DATA TO EXAMINE START

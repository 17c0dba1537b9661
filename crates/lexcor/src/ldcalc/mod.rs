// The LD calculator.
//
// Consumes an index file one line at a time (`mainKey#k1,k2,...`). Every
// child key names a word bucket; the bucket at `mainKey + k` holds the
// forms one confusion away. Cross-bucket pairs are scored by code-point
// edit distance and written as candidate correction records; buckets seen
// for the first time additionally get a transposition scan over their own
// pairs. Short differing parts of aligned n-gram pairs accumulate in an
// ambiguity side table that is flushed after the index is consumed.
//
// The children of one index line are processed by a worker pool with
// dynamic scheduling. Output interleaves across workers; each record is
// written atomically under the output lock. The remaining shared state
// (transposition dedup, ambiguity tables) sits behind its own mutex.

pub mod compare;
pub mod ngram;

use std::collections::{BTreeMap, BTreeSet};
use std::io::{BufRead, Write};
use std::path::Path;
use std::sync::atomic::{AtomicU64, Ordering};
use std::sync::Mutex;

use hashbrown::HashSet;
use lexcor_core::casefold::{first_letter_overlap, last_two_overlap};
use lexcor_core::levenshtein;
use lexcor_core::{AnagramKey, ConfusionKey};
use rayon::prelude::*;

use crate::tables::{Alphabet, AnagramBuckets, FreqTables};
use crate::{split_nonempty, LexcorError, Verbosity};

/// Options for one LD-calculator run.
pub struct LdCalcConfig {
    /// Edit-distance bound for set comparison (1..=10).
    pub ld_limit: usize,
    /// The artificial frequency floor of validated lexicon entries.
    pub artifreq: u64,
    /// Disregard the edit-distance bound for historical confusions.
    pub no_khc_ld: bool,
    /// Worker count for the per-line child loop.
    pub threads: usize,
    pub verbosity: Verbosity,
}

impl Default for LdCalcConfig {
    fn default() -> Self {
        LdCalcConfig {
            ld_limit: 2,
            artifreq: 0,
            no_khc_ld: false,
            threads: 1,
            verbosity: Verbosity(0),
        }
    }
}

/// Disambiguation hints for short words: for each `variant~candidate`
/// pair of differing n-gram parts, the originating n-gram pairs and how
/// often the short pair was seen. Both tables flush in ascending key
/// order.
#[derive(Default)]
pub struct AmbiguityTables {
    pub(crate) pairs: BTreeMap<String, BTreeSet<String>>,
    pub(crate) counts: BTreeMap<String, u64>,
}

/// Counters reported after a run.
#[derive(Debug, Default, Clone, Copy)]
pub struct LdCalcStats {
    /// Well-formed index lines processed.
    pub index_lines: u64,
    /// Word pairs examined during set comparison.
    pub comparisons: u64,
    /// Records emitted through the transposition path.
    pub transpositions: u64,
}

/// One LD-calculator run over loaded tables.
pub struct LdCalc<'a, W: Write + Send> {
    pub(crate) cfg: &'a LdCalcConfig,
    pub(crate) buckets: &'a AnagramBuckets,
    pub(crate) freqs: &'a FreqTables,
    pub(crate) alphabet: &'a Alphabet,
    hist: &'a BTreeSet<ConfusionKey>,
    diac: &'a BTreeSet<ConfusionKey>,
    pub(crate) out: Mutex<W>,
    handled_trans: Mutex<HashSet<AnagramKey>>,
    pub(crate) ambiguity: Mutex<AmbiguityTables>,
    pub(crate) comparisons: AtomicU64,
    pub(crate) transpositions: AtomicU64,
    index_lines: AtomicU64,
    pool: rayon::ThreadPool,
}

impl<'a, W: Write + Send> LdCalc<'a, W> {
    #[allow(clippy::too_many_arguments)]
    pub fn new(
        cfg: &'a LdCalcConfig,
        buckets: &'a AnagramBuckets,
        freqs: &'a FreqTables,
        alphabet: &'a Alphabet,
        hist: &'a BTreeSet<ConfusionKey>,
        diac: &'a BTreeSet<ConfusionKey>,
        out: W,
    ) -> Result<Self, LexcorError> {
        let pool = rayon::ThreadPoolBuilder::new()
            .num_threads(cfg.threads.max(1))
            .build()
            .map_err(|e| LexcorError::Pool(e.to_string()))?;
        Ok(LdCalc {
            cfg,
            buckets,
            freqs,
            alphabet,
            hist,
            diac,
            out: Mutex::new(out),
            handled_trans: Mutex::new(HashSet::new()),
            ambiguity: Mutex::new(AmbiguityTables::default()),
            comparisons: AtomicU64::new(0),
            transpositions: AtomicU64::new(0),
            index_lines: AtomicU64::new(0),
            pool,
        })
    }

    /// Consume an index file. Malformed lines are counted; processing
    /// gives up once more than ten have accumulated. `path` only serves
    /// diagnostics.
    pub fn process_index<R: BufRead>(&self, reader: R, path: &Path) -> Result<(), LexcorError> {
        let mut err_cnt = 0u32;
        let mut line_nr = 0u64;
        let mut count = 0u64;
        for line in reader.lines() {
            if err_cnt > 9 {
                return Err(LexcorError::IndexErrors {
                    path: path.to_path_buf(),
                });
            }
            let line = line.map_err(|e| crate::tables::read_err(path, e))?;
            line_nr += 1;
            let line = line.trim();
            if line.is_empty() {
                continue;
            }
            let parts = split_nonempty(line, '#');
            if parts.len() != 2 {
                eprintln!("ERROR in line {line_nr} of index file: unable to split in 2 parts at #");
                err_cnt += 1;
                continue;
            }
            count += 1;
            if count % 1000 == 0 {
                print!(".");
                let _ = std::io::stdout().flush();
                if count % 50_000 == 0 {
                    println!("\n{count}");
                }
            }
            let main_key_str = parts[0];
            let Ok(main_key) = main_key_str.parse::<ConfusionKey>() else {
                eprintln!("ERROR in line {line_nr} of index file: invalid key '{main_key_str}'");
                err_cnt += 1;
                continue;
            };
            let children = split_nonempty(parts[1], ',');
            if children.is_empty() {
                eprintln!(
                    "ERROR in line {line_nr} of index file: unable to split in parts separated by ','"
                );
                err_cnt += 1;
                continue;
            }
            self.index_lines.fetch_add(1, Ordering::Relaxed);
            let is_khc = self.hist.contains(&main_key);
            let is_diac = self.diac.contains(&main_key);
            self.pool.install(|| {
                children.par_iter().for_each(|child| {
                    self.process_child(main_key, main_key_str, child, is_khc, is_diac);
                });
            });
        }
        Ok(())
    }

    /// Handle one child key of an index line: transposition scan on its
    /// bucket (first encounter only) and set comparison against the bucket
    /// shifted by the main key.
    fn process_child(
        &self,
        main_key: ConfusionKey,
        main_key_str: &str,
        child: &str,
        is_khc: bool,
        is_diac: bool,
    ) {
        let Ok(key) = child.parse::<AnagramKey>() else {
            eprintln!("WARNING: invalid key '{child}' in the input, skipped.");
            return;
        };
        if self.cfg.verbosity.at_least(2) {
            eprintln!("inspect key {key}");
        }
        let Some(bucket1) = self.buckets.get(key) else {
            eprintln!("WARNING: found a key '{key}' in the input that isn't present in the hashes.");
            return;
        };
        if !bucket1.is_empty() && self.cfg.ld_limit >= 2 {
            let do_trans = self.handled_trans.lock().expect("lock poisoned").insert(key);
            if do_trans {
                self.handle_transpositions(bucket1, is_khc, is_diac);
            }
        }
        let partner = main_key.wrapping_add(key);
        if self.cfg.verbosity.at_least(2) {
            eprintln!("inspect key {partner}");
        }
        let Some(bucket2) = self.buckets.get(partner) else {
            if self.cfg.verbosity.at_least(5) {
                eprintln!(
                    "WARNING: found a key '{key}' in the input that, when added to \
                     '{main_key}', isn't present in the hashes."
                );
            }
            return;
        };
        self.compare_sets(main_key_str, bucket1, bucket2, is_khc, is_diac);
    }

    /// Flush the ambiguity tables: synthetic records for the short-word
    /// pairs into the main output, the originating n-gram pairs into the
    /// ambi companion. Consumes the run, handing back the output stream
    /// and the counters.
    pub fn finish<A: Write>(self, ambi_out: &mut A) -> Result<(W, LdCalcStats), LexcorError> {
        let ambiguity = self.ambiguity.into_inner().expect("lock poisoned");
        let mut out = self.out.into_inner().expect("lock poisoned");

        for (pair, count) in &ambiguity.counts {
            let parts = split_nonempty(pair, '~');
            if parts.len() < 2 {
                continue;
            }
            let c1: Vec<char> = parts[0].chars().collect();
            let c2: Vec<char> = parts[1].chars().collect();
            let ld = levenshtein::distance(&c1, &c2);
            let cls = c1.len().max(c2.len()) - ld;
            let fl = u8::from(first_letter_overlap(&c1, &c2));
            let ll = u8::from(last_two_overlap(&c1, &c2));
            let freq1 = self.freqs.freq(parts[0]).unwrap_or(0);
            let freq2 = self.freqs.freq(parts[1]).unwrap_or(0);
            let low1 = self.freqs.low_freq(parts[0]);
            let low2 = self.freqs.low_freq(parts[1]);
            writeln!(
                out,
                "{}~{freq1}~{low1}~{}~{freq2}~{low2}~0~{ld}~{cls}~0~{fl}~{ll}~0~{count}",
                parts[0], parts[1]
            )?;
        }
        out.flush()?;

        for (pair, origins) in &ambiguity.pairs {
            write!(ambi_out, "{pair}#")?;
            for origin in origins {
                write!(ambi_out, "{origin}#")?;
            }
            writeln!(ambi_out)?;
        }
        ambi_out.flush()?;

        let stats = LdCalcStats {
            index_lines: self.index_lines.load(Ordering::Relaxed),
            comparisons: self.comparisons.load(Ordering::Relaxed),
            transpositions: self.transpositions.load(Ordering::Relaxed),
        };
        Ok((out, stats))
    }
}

DATA TO EXAMINE END
DATA TO EXAMINE START

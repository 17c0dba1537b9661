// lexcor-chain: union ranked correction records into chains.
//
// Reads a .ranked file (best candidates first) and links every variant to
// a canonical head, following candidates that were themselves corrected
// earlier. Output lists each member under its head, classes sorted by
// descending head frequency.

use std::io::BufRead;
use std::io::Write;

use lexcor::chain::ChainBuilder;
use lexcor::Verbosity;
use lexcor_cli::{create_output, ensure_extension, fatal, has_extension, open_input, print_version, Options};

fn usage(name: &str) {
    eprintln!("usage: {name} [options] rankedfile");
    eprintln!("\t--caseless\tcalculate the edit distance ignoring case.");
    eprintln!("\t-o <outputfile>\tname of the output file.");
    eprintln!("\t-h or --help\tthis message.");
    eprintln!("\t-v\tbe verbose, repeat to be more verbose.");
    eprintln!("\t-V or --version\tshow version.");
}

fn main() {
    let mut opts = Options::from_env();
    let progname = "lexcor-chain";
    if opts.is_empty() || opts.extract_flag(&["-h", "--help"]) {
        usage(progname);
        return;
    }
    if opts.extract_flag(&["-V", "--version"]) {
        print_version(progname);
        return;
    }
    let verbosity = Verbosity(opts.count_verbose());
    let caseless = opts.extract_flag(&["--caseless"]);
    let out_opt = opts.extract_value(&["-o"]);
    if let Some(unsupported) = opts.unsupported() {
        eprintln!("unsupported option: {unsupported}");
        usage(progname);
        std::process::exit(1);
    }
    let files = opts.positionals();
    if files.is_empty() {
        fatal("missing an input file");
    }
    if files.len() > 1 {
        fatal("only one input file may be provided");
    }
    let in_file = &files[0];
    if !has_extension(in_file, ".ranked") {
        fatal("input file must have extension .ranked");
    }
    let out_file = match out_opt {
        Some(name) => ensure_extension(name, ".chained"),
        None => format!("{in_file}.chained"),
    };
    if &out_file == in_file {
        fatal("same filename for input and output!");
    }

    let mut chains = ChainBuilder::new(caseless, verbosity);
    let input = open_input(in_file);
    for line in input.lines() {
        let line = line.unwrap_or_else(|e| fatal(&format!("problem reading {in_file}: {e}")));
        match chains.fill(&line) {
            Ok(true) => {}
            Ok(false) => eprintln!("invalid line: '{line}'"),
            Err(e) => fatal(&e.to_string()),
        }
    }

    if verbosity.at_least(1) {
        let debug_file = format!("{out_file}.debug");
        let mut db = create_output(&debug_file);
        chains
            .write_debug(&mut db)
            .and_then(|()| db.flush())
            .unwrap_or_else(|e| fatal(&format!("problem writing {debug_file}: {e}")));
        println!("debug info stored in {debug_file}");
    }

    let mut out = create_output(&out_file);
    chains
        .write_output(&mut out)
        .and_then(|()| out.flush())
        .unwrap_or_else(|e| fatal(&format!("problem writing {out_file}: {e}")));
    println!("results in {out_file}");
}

DATA TO EXAMINE END

:: TASK PROMPT ::
Write out each line above containing "false".

:: ANSWER TO THIS PROBLEM ::
            no_khc_ld: false,
            Ok(false) => eprintln!("invalid line: '{line}'"),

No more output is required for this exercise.